İşte bu şartlar gerçekleşirse evlilik sahih ve tam olur, Allah indinde kabul edilen ve mübarek kılınan evlilik olur. Eksik veya ters ise Allah bunu kabul etmez ve mübarek kılmaz, yapanlar günah işlemiş sayılırlar. İslâm Hilâfet Devleti onları cezalandırır ve bu şartları tamamlamalarını zorlar. Hilâfet Devleti’nde bu evlilikler mahkemelerde kaydedilip belgelendirilir. Nitekim birçok Arap devletinde Osmanlı Hilâfet Devleti’nden kalma bazı şeriat ahkâmı vardır, bunlar şer’î mahkemelerdir. Bu devletlerde bütün evlilikler bu mahkemeler tarafından evlilik sözleşmeleriyle yapılır, kaydedilir ve belgelendirilir. 

Görüldüğü üzere evlilikte kadının mezhebini değiştirmek gerekmez, kocasının mezhebine tabi olması şart değildir. İstediği mezhebe göre de ibadet yapabilir ve sair şer’î hükümleri benimseyebilir. Her meselede belli bir mezhebe tabi olabilir. Hatta kadın Yahudi veya Hristiyan olup Müslüman erkekle evlenirse dinini değiştirip İslâm’a girmesi şart değildir, kadın dini üzere kalabilir.

Evlilik sözleşmesi bir mezhebe göre de yapılırsa kadının kendi mezhebini değiştirmesini gerektirmez. Zira sözleşme belli İslami bir mezhebin içtihadına göre yapılabilir.  

Mezhebi değiştirme hâlleri ise şunlardır:

1- Müslüman avam mukallit olup şer’î delilleri öğrenirse mezhebini değiştirebilir. Bir mesele hakkında görüşünü değiştirebilir ve bütün meselelerde de değiştirebilir. Misal olarak avam mukallit olarak delilsiz belli mezhebe göre namaz kılıyorsa sadece namaz meselesinde mezhebi değiştirecekse delilleri öğrenmelidir. Yoksa heva ve hevese veya menfaate göre değiştirmiş olur.

2- Kendisi için bir mezhep tayin etmişse fakat içinde her meseleyi uygulamadıysa uygulamadığı meseleleri delil öğrenmeden başka mezhebe göre uygulayabilir.

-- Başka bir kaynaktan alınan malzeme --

//! Chat message wire format
//!
//! Every message crossing the boundary (persisted, broadcast, replayed) is the
//! JSON object `{"id", "author", "content", "created_at"}`.

use std::sync::Arc;

use serde::{Deserialize, Deserializer, Serialize};

/// Canonical message bytes shared between every mailbox of a hub
///
/// Fan-out clones the `Arc`, not the bytes.
pub type Payload = Arc<[u8]>;

/// A chat message
///
/// `id` stays empty until the repository persists the message, and
/// `created_at` (unix seconds, UTC) is stamped once by the server.
///
/// Inbound frames are lenient: a missing or `null` field reads as its zero
/// value. Only a frame that is not a JSON object of this shape is malformed.
#[derive(Debug, Clone, Default, PartialEq, Eq, Serialize, Deserialize)]
#[serde(default)]
pub struct Message {
    /// Server-assigned identifier
    #[serde(deserialize_with = "null_as_default")]
    pub id: String,
    /// Display name of the sender
    #[serde(deserialize_with = "null_as_default")]
    pub author: String,
    /// Message body
    #[serde(deserialize_with = "null_as_default")]
    pub content: String,
    /// Unix timestamp in seconds (UTC)
    #[serde(deserialize_with = "null_as_default")]
    pub created_at: i64,
}

fn null_as_default<'de, D, T>(deserializer: D) -> Result<T, D::Error>
where
    D: Deserializer<'de>,
    T: Default + Deserialize<'de>,
{
    Ok(Option::<T>::deserialize(deserializer)?.unwrap_or_default())
}

impl Message {
    /// Create an unpersisted message
    pub fn new(author: impl Into<String>, content: impl Into<String>) -> Self {
        Self {
            id: String::new(),
            author: author.into(),
            content: content.into(),
            created_at: 0,
        }
    }

    /// Parse an inbound frame
    pub fn from_slice(raw: &[u8]) -> Result<Self, serde_json::Error> {
        serde_json::from_slice(raw)
    }

    /// Serialize into the canonical wire form
    pub fn to_payload(&self) -> Result<Payload, serde_json::Error> {
        serde_json::to_vec(self).map(Payload::from)
    }

    /// Whether the repository has assigned an id yet
    pub fn is_persisted(&self) -> bool {
        !self.id.is_empty()
    }
}

#[cfg(test)]
mod tests {
    use super::*;

    #[test]
    fn test_inbound_without_server_fields() {
        let msg = Message::from_slice(br#"{"author":"alice","content":"hi"}"#).unwrap();
        assert_eq!(msg.author, "alice");
        assert_eq!(msg.content, "hi");
        assert!(msg.id.is_empty());
        assert_eq!(msg.created_at, 0);
        assert!(!msg.is_persisted());
    }

    #[test]
    fn test_inbound_missing_or_null_fields_are_zero() {
        let msg = Message::from_slice(br#"{"author":"alice"}"#).unwrap();
        assert_eq!(msg.author, "alice");
        assert_eq!(msg.content, "");

        let msg = Message::from_slice(
            br#"{"id":null,"author":null,"content":"hi","created_at":null}"#,
        )
        .unwrap();
        assert_eq!(msg, Message::new("", "hi"));

        assert_eq!(Message::from_slice(b"{}").unwrap(), Message::default());
    }

    #[test]
    fn test_inbound_wrong_shape_is_rejected() {
        assert!(Message::from_slice(b"hello").is_err());
        assert!(Message::from_slice(b"[1,2]").is_err());
        assert!(Message::from_slice(br#"{"author":7}"#).is_err());
        assert!(Message::from_slice(br#"{"created_at":"soon"}"#).is_err());
    }

    #[test]
    fn test_canonical_field_order() {
        let msg = Message {
            id: "m1".to_string(),
            author: "bob".to_string(),
            content: "yo".to_string(),
            created_at: 1_700_000_000,
        };
        let payload = msg.to_payload().unwrap();
        assert_eq!(
            std::str::from_utf8(&payload).unwrap(),
            r#"{"id":"m1","author":"bob","content":"yo","created_at":1700000000}"#
        );
    }
}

3- Bir meselede delilleri öğrendikten sonra mezhebi değiştirmek istiyorsa daha kuvvetli deliller aramalıdır. Sırf delili görerek değiştiremez, daha kuvvetli delilleri öğrenmelidir. Yoksa heva ve hevese veya menfaate göre mezhebi değiştirmiş olur.

4- Muttebi veya tabi ise delile göre taklit ediyorsa ancak daha kuvvetli delili öğrendikten sonra görüşünü ve bir meselede mezhebini değiştirebilir.

Zira asıl olan delile binaen taklit etmek veya tabi olmaktır. Ancak Sahabe RadiyAllahu Anhum bazen delil sormadan birbirlerini taklit ediyorlardı. Bu icma-i sahabe idi. Bu nedenle Müslümanlar belli bir mezhebi taklit edebilirler. Sahabe ancak kendilerine delil gösterildikten sonra görüşlerini değiştiriyorlardı.

Müslüman Allah’ın rızasını hedef edinerek daha kuvvetli şer’î delile dayalı bir şer’î hüküm aramalıdır. Yoksa ondan kabul edilmez.

[وَمَا لِاَحَدٍ عِنۡدَهٗ مِنۡ نِّعۡمَةٍ تُجۡزٰٓىۙ‏ اِلَّا ابۡتِغَآءَ وَجۡهِ رَبِّهِ الۡاَعۡلٰى‌ۚ‏ وَلَسَوۡفَ يَرۡضٰى]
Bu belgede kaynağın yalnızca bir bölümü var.